Build an internal AI platform and you almost always hit the same wall. The wall of "every time a tool is added, authentication, permissions, and logout proliferate separately."
A speech-synthesis tool, a telop-proofreading tool, a generative-AI review-support tool… it's healthy for each to grow as an independent app. But from the user's view, "once I log in, I want to use them all," and from the operator's view, "I want to lock out a departing employee in one place," "I want to change permissions per tool." Satisfying these two demands at once is the role of an auth hub (BFF: Backend for Frontend).
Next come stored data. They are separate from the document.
// Primitives for reading and writing CSV files.

use std::collections::HashSet;
use std::path::Path;

use crate::scr::{
    io_common::{company_file_stem, unique_name},
    *,
};

/// Loads a CSV file as the only sheet of a workbook, under the name `sheet_name`.
pub fn read_csv_sheet(path: &str, sheet_name: &str) -> ScrResult<MemoryWorkbook> {
    let rdr = csv::ReaderBuilder::new()
        .has_headers(false)
        .flexible(true)
        .from_path(path)
        .context(CsvOpenSnafu { path })?;
    let mut rows: Vec<Vec<CellValue>> = Vec::new();
    for (idx, line_r) in rdr.into_records().enumerate() {
        let lineno = idx + 1;
        let line = line_r.context(CsvLineParseSnafu { lineno })?;
        let row: Vec<CellValue> = line
            .iter()
            .map(|s| {
                if s.is_empty() {
                    CellValue::Empty
                } else {
                    CellValue::Text(s.to_string())
                }
            })
            .collect();
        rows.push(row);
    }
    debug!("read_csv_sheet: {:?}: {} rows", path, rows.len());
    let mut book = MemoryWorkbook::new();
    book.add_sheet(sheet_name, rows);
    Ok(book)
}

/// Writes one `<company>.csv` file per company in the directory `dir`.
///
/// Companies whose file names only differ by case get a ` (2)`, ` (3)`... suffix,
/// since some file systems do not tell them apart.
pub fn write_company_sheets(book: &MemoryWorkbook, summary: &RunSummary, dir: &str) -> ScrResult<()> {
    fs::create_dir_all(dir).context(WritingFileSnafu { path: dir })?;
    let mut used: HashSet<String> = HashSet::new();
    for report in summary.companies.iter() {
        let sheet = match book.sheet(&report.company) {
            Some(s) => s,
            None => whatever!("No sheet was written for company {:?}", report.company),
        };
        let stem = unique_name(&company_file_stem(&report.company), &mut used, usize::MAX);
        if stem != report.company {
            warn!("Company {:?} is written to {:?}.csv", report.company, stem);
        }
        let file_path = Path::new(dir)
            .join(format!("{}.csv", stem))
            .display()
            .to_string();
        let mut wtr = csv::Writer::from_path(&file_path).context(CsvWriteSnafu {
            path: file_path.clone(),
        })?;
        let width = sheet.width();
        for row in sheet.rows().iter() {
            let mut record: Vec<String> = row.iter().map(|c| c.as_text()).collect();
            record.resize(width, String::new());
            wtr.write_record(&record).context(CsvWriteSnafu {
                path: file_path.clone(),
            })?;
        }
        wtr.flush().context(WritingFileSnafu {
            path: file_path.clone(),
        })?;
        debug!("write_company_sheets: {:?} written", file_path);
    }
    info!(
        "{} company sheet(s) written to {:?}",
        summary.companies.len(),
        dir
    );
    Ok(())
}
This article explains, at the implementation level, the design of the auth hub I built for an internal AI platform for a major domestic broadcaster. For confidentiality, proper nouns, domains, and project IDs are hidden, and the code is anonymized while preserving its structure, but the design judgments and mechanisms are all from the real product.
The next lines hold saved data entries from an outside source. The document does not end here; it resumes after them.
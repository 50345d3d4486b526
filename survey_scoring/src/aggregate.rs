use log::{debug, info, warn};

use crate::config::*;

/// Scale totals for the participants of one company, in catalog scale order.
#[derive(PartialEq, Debug, Clone)]
pub struct ScaleAggregate {
    pub scale_names: Vec<String>,
    /// One entry per participant, each holding one sum per scale.
    pub per_participant: Vec<Vec<i64>>,
    /// The mean of each scale over the participants.
    pub average: Vec<f64>,
}

impl ScaleAggregate {
    pub fn participant_count(&self) -> usize {
        self.per_participant.len()
    }

    pub fn participant_sum(&self, participant: usize, scale_name: &str) -> Option<i64> {
        let pos = self.scale_names.iter().position(|n| n == scale_name)?;
        self.per_participant.get(participant).map(|sums| sums[pos])
    }

    pub fn average_of(&self, scale_name: &str) -> Option<f64> {
        let pos = self.scale_names.iter().position(|n| n == scale_name)?;
        self.average.get(pos).cloned()
    }
}

/// The sum of the responses listed by the scale.
pub fn scale_sum(
    scale: &Scale,
    completed: &CompletedQuestionnaire,
) -> Result<i64, ScoringError> {
    let mut total: i64 = 0;
    for idx in scale.questions.iter() {
        let score = completed
            .responses
            .get(idx)
            .ok_or_else(|| ScoringError::MissingResponse {
                questionnaire: completed.questionnaire_id.clone(),
                question: *idx,
            })?;
        total += *score as i64;
    }
    Ok(total)
}

/// Scale sums for every participant, and their average.
///
/// `company` only names the group in the error raised when it is empty.
pub fn aggregate(
    company: &str,
    completed: &[&CompletedQuestionnaire],
    questionnaire: &Questionnaire,
) -> Result<ScaleAggregate, ScoringError> {
    if completed.is_empty() {
        return Err(ScoringError::EmptyGroup {
            company: company.to_string(),
        });
    }

    let mut per_participant: Vec<Vec<i64>> = Vec::new();
    for cq in completed.iter() {
        let sums = questionnaire
            .scales
            .iter()
            .map(|scale| scale_sum(scale, cq))
            .collect::<Result<Vec<i64>, ScoringError>>()?;
        per_participant.push(sums);
    }

    let count = per_participant.len() as f64;
    let average: Vec<f64> = (0..questionnaire.scales.len())
        .map(|pos| {
            let total: i64 = per_participant.iter().map(|sums| sums[pos]).sum();
            total as f64 / count
        })
        .collect();
    debug!(
        "aggregate: {:?} / {:?}: averages {:?}",
        company, questionnaire.id, average
    );

    Ok(ScaleAggregate {
        scale_names: questionnaire.scales.iter().map(|s| s.name.clone()).collect(),
        per_participant,
        average,
    })
}

/// The participants of one company, in input order.
#[derive(Debug, Clone)]
pub struct CompanyGroup<'a> {
    pub company: String,
    pub participants: Vec<&'a ParticipantResponse>,
}

impl<'a> CompanyGroup<'a> {
    /// The completed questionnaires of all the participants for one questionnaire.
    pub fn completed(
        &self,
        questionnaire: &Questionnaire,
    ) -> Result<Vec<&'a CompletedQuestionnaire>, ScoringError> {
        self.participants
            .iter()
            .map(|p| {
                p.questionnaire(&questionnaire.id)
                    .ok_or_else(|| ScoringError::UnknownQuestionnaire {
                        id: questionnaire.id.clone(),
                    })
            })
            .collect()
    }
}

/// Groups the participants by exact company name, in order of first appearance.
/// Participants with a blank company are left out.
pub fn group_by_company(responses: &[ParticipantResponse]) -> Vec<CompanyGroup<'_>> {
    let mut groups: Vec<CompanyGroup> = Vec::new();
    let mut skipped = 0;
    for pr in responses.iter() {
        if pr.company.trim().is_empty() {
            skipped += 1;
            continue;
        }
        match groups.iter().position(|g| g.company == pr.company) {
            Some(pos) => groups[pos].participants.push(pr),
            None => groups.push(CompanyGroup {
                company: pr.company.clone(),
                participants: vec![pr],
            }),
        }
    }
    if skipped > 0 {
        warn!(
            "group_by_company: {} participant(s) without a company were left out",
            skipped
        );
    }
    info!("group_by_company: {} companies", groups.len());
    groups
}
Rules for this article: the single source of truth is the real code. I write not the generality of "this is how it should be" but only the design judgments of "I actually built it this way and it runs in production." On the other hand, I don't handle business figures like user count or cost reduction, since they need the client's real data.
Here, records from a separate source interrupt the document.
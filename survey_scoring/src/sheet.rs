use log::debug;

use crate::config::*;

/// Opaque reference to a sheet of a workbook.
#[derive(Eq, PartialEq, Debug, Clone, Copy, Hash)]
pub struct SheetHandle(pub usize);

/// The storage the scoring run reads from and writes to.
///
/// Rows and columns are 1-based, as in spreadsheet applications.
pub trait Workbook {
    fn sheet_names(&self) -> Vec<String>;

    /// Returns the sheet called `name`, creating an empty one if needed.
    fn get_or_create_sheet(&mut self, name: &str) -> SheetHandle;

    /// Removes all the content of a sheet.
    fn clear_sheet(&mut self, sheet: SheetHandle);

    /// The cells of one row. Rows past the end of the data are empty.
    fn read_row(&self, sheet_name: &str, row: usize) -> Result<Vec<CellValue>, ScoringError>;

    /// Writes a rectangular block with its top left corner at (`top_row`, `left_col`).
    fn write_grid(
        &mut self,
        sheet: SheetHandle,
        top_row: usize,
        left_col: usize,
        grid: &[Vec<CellValue>],
    ) -> Result<(), ScoringError>;
}

#[derive(PartialEq, Debug, Clone)]
pub struct Sheet {
    pub name: String,
    rows: Vec<Vec<CellValue>>,
}

impl Sheet {
    pub fn new(name: &str, rows: Vec<Vec<CellValue>>) -> Sheet {
        Sheet {
            name: name.to_string(),
            rows,
        }
    }

    /// All the rows, up to the last one holding a value.
    pub fn rows(&self) -> &[Vec<CellValue>] {
        &self.rows
    }

    /// The value at a 1-based position.
    pub fn cell(&self, row: usize, col: usize) -> CellValue {
        self.rows
            .get(row.wrapping_sub(1))
            .and_then(|r| r.get(col.wrapping_sub(1)))
            .cloned()
            .unwrap_or_default()
    }

    /// Width of the widest row.
    pub fn width(&self) -> usize {
        self.rows.iter().map(|r| r.len()).max().unwrap_or(0)
    }
}

/// A workbook held entirely in memory.
#[derive(PartialEq, Debug, Clone, Default)]
pub struct MemoryWorkbook {
    sheets: Vec<Sheet>,
}

impl MemoryWorkbook {
    pub fn new() -> MemoryWorkbook {
        MemoryWorkbook { sheets: Vec::new() }
    }

    /// Adds a sheet, or replaces the content of the sheet with the same name.
    pub fn add_sheet(&mut self, name: &str, rows: Vec<Vec<CellValue>>) {
        let handle = self.get_or_create_sheet(name);
        self.sheets[handle.0].rows = rows;
    }

    pub fn sheet(&self, name: &str) -> Option<&Sheet> {
        self.sheets.iter().find(|s| s.name == name)
    }

    pub fn sheets(&self) -> &[Sheet] {
        &self.sheets
    }
}

impl Workbook for MemoryWorkbook {
    fn sheet_names(&self) -> Vec<String> {
        self.sheets.iter().map(|s| s.name.clone()).collect()
    }

    fn get_or_create_sheet(&mut self, name: &str) -> SheetHandle {
        if let Some(pos) = self.sheets.iter().position(|s| s.name == name) {
            return SheetHandle(pos);
        }
        debug!("get_or_create_sheet: creating sheet {:?}", name);
        self.sheets.push(Sheet::new(name, Vec::new()));
        SheetHandle(self.sheets.len() - 1)
    }

    fn clear_sheet(&mut self, sheet: SheetHandle) {
        if let Some(s) = self.sheets.get_mut(sheet.0) {
            s.rows.clear();
        }
    }

    fn read_row(&self, sheet_name: &str, row: usize) -> Result<Vec<CellValue>, ScoringError> {
        let sheet = self
            .sheet(sheet_name)
            .ok_or_else(|| ScoringError::MissingSource {
                sheet: sheet_name.to_string(),
            })?;
        Ok(sheet
            .rows
            .get(row.wrapping_sub(1))
            .cloned()
            .unwrap_or_default())
    }

    fn write_grid(
        &mut self,
        sheet: SheetHandle,
        top_row: usize,
        left_col: usize,
        grid: &[Vec<CellValue>],
    ) -> Result<(), ScoringError> {
        if top_row == 0 || left_col == 0 {
            return Err(ScoringError::InvalidPosition {
                row: top_row,
                col: left_col,
            });
        }
        let s = self
            .sheets
            .get_mut(sheet.0)
            .ok_or(ScoringError::UnknownSheet { handle: sheet.0 })?;
        for (r, values) in grid.iter().enumerate() {
            let row_idx = top_row - 1 + r;
            if s.rows.len() <= row_idx {
                s.rows.resize(row_idx + 1, Vec::new());
            }
            let row = &mut s.rows[row_idx];
            let needed = left_col - 1 + values.len();
            if row.len() < needed {
                row.resize(needed, CellValue::Empty);
            }
            for (c, value) in values.iter().enumerate() {
                row[left_col - 1 + c] = value.clone();
            }
        }
        Ok(())
    }
}
/// Reads the run config (if any) and applies the command line overrides.
pub fn config_from_args(args: &Args) -> ScrResult<SurveyConfig> {
    let mut config = match args.config.as_ref() {
        Some(config_path) => {
            let config_p = Path::new(config_path.as_str());
            let mut config = read_config(config_path)?;
            let root_p: PathBuf = config_p
                .parent()
                .context(MissingParentDirSnafu {})?
                .to_path_buf();
            config.resolve_paths(&root_p);
            config
        }
        None => {
            let input = match args.input.clone() {
                Some(x) => x,
                None => whatever!("Either --config or --input must be provided"),
            };
            SurveyConfig::for_input(&input)
        }
    };

    if let Some(input) = args.input.clone() {
        config.response_source.file_path = input;
    }
    if let Some(input_type) = args.input_type.clone() {
        config.response_source.provider = input_type;
    }
    if let Some(worksheet_name) = args.worksheet_name.clone() {
        config.response_source.worksheet_name = Some(worksheet_name);
    }
    if let Some(ids) = args.questionnaire.clone() {
        // Blocks are stacked in the order of the command line.
        config.questionnaires = ids
            .into_iter()
            .enumerate()
            .map(|(pos, id)| {
                let mut qs = QuestionnaireSource::packed(id);
                qs.ordinal = Some(pos as u32);
                qs
            })
            .collect();
    }
    if let Some(catalogs) = args.catalog.clone() {
        config.catalog_files.extend(catalogs);
    }
    if let Some(out) = args.out.clone() {
        config.output_settings.output_path = Some(out);
    }
    if let Some(output_type) = args.output_type.clone() {
        config.output_settings.output_format = Some(output_type);
    }
    if let Some(summary) = args.summary.clone() {
        config.output_settings.summary_path = Some(summary);
    }
    if config.output_settings.output_path.is_none() && args.config.is_none() {
        config.output_settings.output_path = Some(io_common::default_output_path(
            &config.response_source.file_path,
            config.output_settings.output_format.as_deref().unwrap_or("xlsx"),
        ));
    }
    Ok(config)
}

pub fn run(args: &Args) -> ScrResult<()> {
    let config = config_from_args(args)?;
    let summary = run_survey(&config, args.reference.as_deref())?;
    info!(
        "Scored {} participants in {} companies",
        summary.participant_count,
        summary.companies.len()
    );
    Ok(())
}

#[cfg(test)]
mod tests {
    use super::*;

    const TOP: &str = "Да, совершенно верно";

    fn temp_dir(name: &str) -> PathBuf {
        let dir = std::env::temp_dir().join(format!("surveyscore-{}-{}", name, std::process::id()));
        let _ = fs::remove_dir_all(&dir);
        fs::create_dir_all(&dir).unwrap();
        dir
    }

    fn csv_line(cells: &[&str]) -> String {
        cells
            .iter()
            .map(|c| format!("\"{}\"", c))
            .collect::<Vec<String>>()
            .join(",")
    }

    fn write_inputs(dir: &Path) {
        let catalog = r#"{
            "questionnaires": [{
                "id": "fc",
                "name": "Forced",
                "index": 1,
                "scoring": "forcedChoice",
                "optionLabels": ["A", "B", "C"],
                "keys": [[2, 1, 0], [0, 1, 2]],
                "scales": [{ "name": "F", "questions": [1, 2] }]
            }]
        }"#;
        fs::write(dir.join("catalog.json"), catalog).unwrap();

        let mut header = vec!["Timestamp", "Company"];
        header.extend(std::iter::repeat("Q").take(46));
        let mut acme = vec!["2024-05-01", "Acme"];
        acme.extend(std::iter::repeat("Затрудняюсь ответить").take(44));
        acme.extend(["a", "c"]);
        let mut beta = vec!["2024-05-02", "Beta"];
        beta.extend(std::iter::repeat(TOP).take(44));
        beta.extend(["C", " b "]);
        let lines = vec![csv_line(&header), csv_line(&acme), csv_line(&beta), String::new()];
        fs::write(dir.join("responses.csv"), lines.join("\n")).unwrap();

        let config = r#"{
            "outputSettings": { "outputPath": "out", "outputFormat": "csv", "summaryPath": "summary.json" },
            "responseSource": {
                "provider": "csv",
                "filePath": "responses.csv",
                "firstDataRowIndex": 2,
                "leadColumnIndex": "A",
                "companyColumnIndex": 2
            },
            "catalogFiles": ["catalog.json"],
            "questionnaires": [
                { "id": "team", "firstAnswerColumnIndex": "C", "lastAnswerColumnIndex": "AT" },
                { "id": "fc" }
            ]
        }"#;
        fs::write(dir.join("config.json"), config).unwrap();
    }

    fn args_for(config: &Path) -> Args {
        Args {
            config: Some(config.display().to_string()),
            reference: None,
            out: None,
            output_type: None,
            summary: None,
            input: None,
            input_type: None,
            worksheet_name: None,
            questionnaire: None,
            catalog: None,
            verbose: false,
        }
    }

    #[test]
    fn csv_run_end_to_end() {
        let dir = temp_dir("e2e");
        write_inputs(&dir);
        let config = config_from_args(&args_for(&dir.join("config.json"))).unwrap();
        let summary = run_survey(&config, None).unwrap();
        assert_eq!(summary.participant_count, 2);

        let acme = &summary.companies[0];
        assert_eq!(acme.company, "Acme");
        assert_eq!(acme.blocks[0].aggregate.per_participant[0][0], 12);
        assert_eq!(acme.blocks[1].aggregate.per_participant, vec![vec![4]]);
        assert_eq!(acme.blocks[1].start_row, 5);
        let beta = &summary.companies[1];
        assert_eq!(beta.blocks[1].aggregate.per_participant, vec![vec![1]]);

        let acme_csv = fs::read_to_string(dir.join("out").join("Acme.csv")).unwrap();
        let lines: Vec<&str> = acme_csv.lines().collect();
        assert_eq!(lines.len(), 7);
        assert!(lines[1].starts_with("Acme 1,12,"));
        assert!(lines[4].starts_with("Forced,F"));
        assert!(lines[6].starts_with("Acme AVG,4"));

        let summary_js: JSValue =
            serde_json::from_str(&fs::read_to_string(dir.join("summary.json")).unwrap()).unwrap();
        assert_eq!(summary_js["participants"], json!(2));
        assert_eq!(summary_js["companies"][1]["company"], json!("Beta"));
        assert_eq!(
            summary_js["companies"][0]["questionnaires"][1]["startRow"],
            json!(5)
        );

        // The summary is its own reference.
        let reference = dir.join("summary.json").display().to_string();
        assert!(run_survey(&config, Some(reference.as_str())).is_ok());
    }

    #[test]
    fn reference_mismatch_fails() {
        let dir = temp_dir("reference");
        write_inputs(&dir);
        let config = config_from_args(&args_for(&dir.join("config.json"))).unwrap();
        let reference = dir.join("other.json");
        fs::write(&reference, r#"{ "participants": 3, "companies": [] }"#).unwrap();
        let res = run_survey(&config, Some(reference.display().to_string().as_str()));
        assert!(matches!(res, Err(ScrError::Whatever { .. })));
    }

    #[test]
    fn unknown_answer_is_reported() {
        let dir = temp_dir("unknown");
        write_inputs(&dir);
        let responses = fs::read_to_string(dir.join("responses.csv")).unwrap();
        fs::write(dir.join("responses.csv"), responses.replace("\"C\"", "\"D\"")).unwrap();
        let config = config_from_args(&args_for(&dir.join("config.json"))).unwrap();
        let err = run_survey(&config, None).unwrap_err();
        let msg = error_chain(&err);
        assert!(msg.starts_with("Scoring failed: "));
        assert!(msg.contains("\"D\""));
        assert!(!dir.join("out").exists());
    }

    #[test]
    fn cli_overrides_config() {
        let dir = temp_dir("overrides");
        write_inputs(&dir);
        let mut args = args_for(&dir.join("config.json"));
        args.questionnaire = Some(vec!["team".to_string()]);
        args.summary = Some("stdout".to_string());
        let config = config_from_args(&args).unwrap();
        assert_eq!(config.questionnaires.len(), 1);
        assert_eq!(config.questionnaires[0].ordinal, Some(0));
        assert_eq!(config.output_settings.summary_path.as_deref(), Some("stdout"));
        assert!(config.response_source.file_path.ends_with("responses.csv"));
        assert!(Path::new(&config.response_source.file_path).is_absolute());
    }

    #[test]
    fn cli_questionnaires_are_stacked() {
        let dir = temp_dir("stacked");
        let top = vec![TOP; 44 + 112].join("\",\"");
        let lines = [
            "\"Timestamp\",\"Company\"".to_string(),
            format!("\"2024-05-01\",\"Acme\",\"{}\"", top),
        ];
        let input = dir.join("responses.csv");
        fs::write(&input, lines.join("\n")).unwrap();

        let mut args = args_for(&dir.join("unused.json"));
        args.config = None;
        args.input = Some(input.display().to_string());
        args.questionnaire = Some(vec!["team".to_string(), "personnel".to_string()]);
        args.out = Some(dir.join("out").display().to_string());
        args.output_type = Some("csv".to_string());
        let config = config_from_args(&args).unwrap();
        let summary = run_survey(&config, None).unwrap();
        let blocks = &summary.companies[0].blocks;
        assert_eq!(blocks[0].start_row, 1);
        assert_eq!(blocks[1].start_row, 5);
    }
}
1. Why "don't make each tool implement authentication"
The first and most important design judgment is this. Don't make the tool side hold any authentication logic. Fully consolidate identity responsibility into the BFF (auth hub).
When each tool implements its own OAuth client, the following problems arise.
- Quality variance: one tool uses PKCE, another forgets state verification. The weakest point of security becomes the whole platform's strength.
- Logout doesn't propagate: log out of tool A and tool B's session survives. Immediate revocation of a departing employee can't be done.
- Permission changes aren't reflected: drop a permission in the admin screen and each tool keeps running while grabbing the old token.
So the configuration I adopted is "make the BFF the sole identity provider (IdP)." The big picture is like this.
[employee browser]
│ ① log in to the BFF with Google Workspace SSO (NextAuth.js v5 / Identity Platform)
▼
[BFF (auth hub)]── OIDC provider ──┐
│ ② /api/oauth/authorize (PKCE S256 required)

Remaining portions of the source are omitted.